L’ultima sezione è dedicata al tema delle Cartografie, mappe e mondi visionari e si apre con l’arte aborigena australiana, attraverso le opere di Thomas Tjapaltjarri, una donna artista vivente e girovaga nel deserto con la sua famiglia che raffigura nei suoi lavori i disegni che i suoi antenati dipingevano sui loro corpi prima dei rituali.
Nella stessa sezione ci sono gli scudi lignei della popolazione della Nuova Guinea. Questi scudi venivano costruiti, dipinti e decorati dal guerriero stesso e diventavano parte della loro anima e dell’identità del guerriero stesso. Tra lo scudo e il suo proprietario si creava un legame speciale in quanto allo scudo venivano attribuito un potere magico. Questa prima parte intende sottolineare il legame tra identità, cultura e territorio.
L’apologo di Jorge Luis Borges :”un uomo si propone di disegnare il mondo.
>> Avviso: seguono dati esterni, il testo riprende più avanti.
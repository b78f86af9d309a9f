//! Force effects: attract (gravity well) or repel (wind) every live particle

use crate::particle::Particle;
use ember_core::math::{safe_normalize_len, GREEN};
use glam::{Vec2, Vec4};

/// Divisor applied to distance in the force falloff
pub const DEFAULT_FALLOFF: f32 = 5.0;
/// Distances below this are treated as this when computing the falloff
pub const DEFAULT_MIN_DISTANCE: f32 = 1e-3;
/// Force of a freshly added effect
pub const DEFAULT_FORCE: f32 = 0.05;

/// Inverse-distance falloff shared by every effect
#[derive(Debug, Clone, Copy, PartialEq)]
pub struct ForceFalloff {
    pub k: f32,
    pub min_distance: f32,
}

impl Default for ForceFalloff {
    fn default() -> Self {
        Self {
            k: DEFAULT_FALLOFF,
            min_distance: DEFAULT_MIN_DISTANCE,
        }
    }
}

#[derive(Debug, Clone, Copy, PartialEq, Eq)]
pub enum EffectKind {
    GravityWell,
    Wind,
}

impl EffectKind {
    pub fn label(&self) -> &'static str {
        match self {
            EffectKind::GravityWell => "gravity_well",
            EffectKind::Wind => "wind",
        }
    }
}

/// A point force source. Holds no per-particle state between frames.
#[derive(Debug, Clone, Copy, PartialEq)]
pub struct Effect {
    pub position: Vec2,
    pub radius: f32,
    pub color: Vec4,
    pub force: f32,
    pub kind: EffectKind,
}

impl Effect {
    pub fn new(kind: EffectKind) -> Self {
        Self {
            position: Vec2::new(0.2, 0.0),
            radius: 10.0,
            color: GREEN,
            force: DEFAULT_FORCE,
            kind,
        }
    }

    pub fn gravity_well() -> Self {
        Self::new(EffectKind::GravityWell)
    }

    pub fn wind() -> Self {
        Self::new(EffectKind::Wind)
    }

    pub fn with_position(mut self, position: Vec2) -> Self {
        self.position = position;
        self
    }

    pub fn with_force(mut self, force: f32) -> Self {
        self.force = force;
        self
    }

    /// Acceleration delta this effect adds to a particle at `target`.
    ///
    /// Magnitude is `force / (distance * k)`, pointing toward the effect for a
    /// gravity well and away from it for wind. A particle sitting exactly on
    /// the effect receives nothing.
    pub fn acceleration_at(&self, target: Vec2, falloff: &ForceFalloff) -> Vec2 {
        let (dir, len) = safe_normalize_len(self.position - target, falloff.min_distance);
        if len <= 0.0 {
            return Vec2::ZERO;
        }
        let pull = dir * (self.force / (len * falloff.k));
        match self.kind {
            EffectKind::GravityWell => pull,
            EffectKind::Wind => -pull,
        }
    }

    /// Add this effect's contribution to every particle's acceleration
    pub fn apply(&self, particles: &mut [Particle], falloff: &ForceFalloff) {
        for p in particles {
            p.acceleration += self.acceleration_at(p.position, falloff);
        }
    }
}

#[cfg(test)]
mod tests {
    use super::*;

    #[test]
    fn gravity_well_attracts() {
        let well = Effect::gravity_well()
            .with_position(Vec2::new(1.0, 0.0))
            .with_force(0.5);
        let mut particles = [Particle::at(Vec2::ZERO)];
        well.apply(&mut particles, &ForceFalloff::default());
        let a = particles[0].acceleration;
        assert!(a.x > 0.0);
        assert!(a.y.abs() < 1e-9);
        // 0.5 / (1 * 5)
        assert!((a.x - 0.1).abs() < 1e-6);
    }

    #[test]
    fn wind_repels() {
        let wind = Effect::wind().with_position(Vec2::new(1.0, 0.0));
        let delta = wind.acceleration_at(Vec2::ZERO, &ForceFalloff::default());
        assert!(delta.x < 0.0);
    }

    #[test]
    fn wind_mirrors_gravity_well() {
        let falloff = ForceFalloff::default();
        let target = Vec2::new(-0.3, 0.4);
        let well = Effect::gravity_well().with_position(Vec2::new(0.1, 0.1));
        let wind = Effect {
            kind: EffectKind::Wind,
            ..well
        };
        let sum = well.acceleration_at(target, &falloff) + wind.acceleration_at(target, &falloff);
        assert!(sum.length() < 1e-7);
    }

    #[test]
    fn zero_distance_is_finite() {
        let well = Effect::gravity_well().with_position(Vec2::new(0.2, 0.0));
        let mut particles = [Particle::at(Vec2::new(0.2, 0.0))];
        well.apply(&mut particles, &ForceFalloff::default());
        let a = particles[0].acceleration;
        assert!(a.is_finite());
        assert_eq!(a, Vec2::ZERO);
    }

    #[test]
    fn tiny_distance_is_floored() {
        let falloff = ForceFalloff::default();
        let well = Effect::gravity_well().with_position(Vec2::ZERO).with_force(1.0);
        let delta = well.acceleration_at(Vec2::new(1e-9, 0.0), &falloff);
        assert!(delta.is_finite());
        assert!(delta.length() <= 1.0 / (falloff.min_distance * falloff.k) + 1e-3);
    }

    #[test]
    fn contributions_accumulate() {
        let well = Effect::gravity_well().with_position(Vec2::new(1.0, 0.0));
        let mut particles = [Particle::at(Vec2::ZERO)];
        let falloff = ForceFalloff::default();
        well.apply(&mut particles, &falloff);
        let once = particles[0].acceleration;
        well.apply(&mut particles, &falloff);
        assert!((particles[0].acceleration - once * 2.0).length() < 1e-7);
    }

    #[test]
    fn empty_collection_is_fine() {
        let mut particles: [Particle; 0] = [];
        Effect::wind().apply(&mut particles, &ForceFalloff::default());
    }
}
Nel corso degli anni popola uno spazio con immagini di province, di regni, di montagne scopre che quel paziente labirinto di linee traccia l’immagine del suo volto” descrive con accuratezza il senso di questa sezione e gli artisti presenti. Alighiero Boetti, artista concettuale innamorato dell’Afghanistan, riproduce la mappa di questo paese attraverso ricamatrici afghane. Emilio Isgrò, artista concettuale siciliano, scrittore, che denuncia un mondo saturo di parole cancellando parole dalla Costituzione, dalla Divina Commedia e da tantissime carte geografiche.
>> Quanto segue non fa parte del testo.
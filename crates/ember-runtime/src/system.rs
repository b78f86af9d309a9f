//! Runtime system trait

use crate::FrameClock;
use ember_core::Result;

/// A simulation that can be ticked by the frame loop
///
/// Systems are updated in registration order, once per frame, with the clock
/// already advanced to the current frame.
pub trait RuntimeSystem {
    /// Called once before the first frame
    fn initialize(&mut self) -> Result<()>;

    /// Called once per frame
    fn update(&mut self, clock: &FrameClock) -> Result<()>;

    /// Called when the loop is shutting down
    fn shutdown(&mut self) -> Result<()>;

    /// Human-readable name for this system
    fn name(&self) -> &str;
}
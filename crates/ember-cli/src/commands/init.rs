//! Scene template command

use anyhow::{Context, Result};
use ember_particles::SceneConfig;

pub fn run(path: &str) -> Result<()> {
    SceneConfig::template()
        .save_new(path)
        .with_context(|| format!("Failed to write scene template to '{path}'"))?;
    println!("Created scene: {path}");
    println!("  ember run {path}");
    Ok(())
}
Graham Sutherland si immerge nella natura criticando la rappresentazione idealizzata e mostrandoci nei suoi quadri la sua crudeltà. La mostra si chiude con “La sedia elettrica” di Umberto Gervasi, artista siciliano che critica la ‘democrazia’ americana.
In conclusione credo che il visitatore possa lasciarsi attraversare dai percorsi interiori degli autori che hanno saputo trasformare tracce di sé in un linguaggio onirico nel quale psiche e soma, inconscio e conscio, esterno e interno trovano un unico spazio in cui abitare.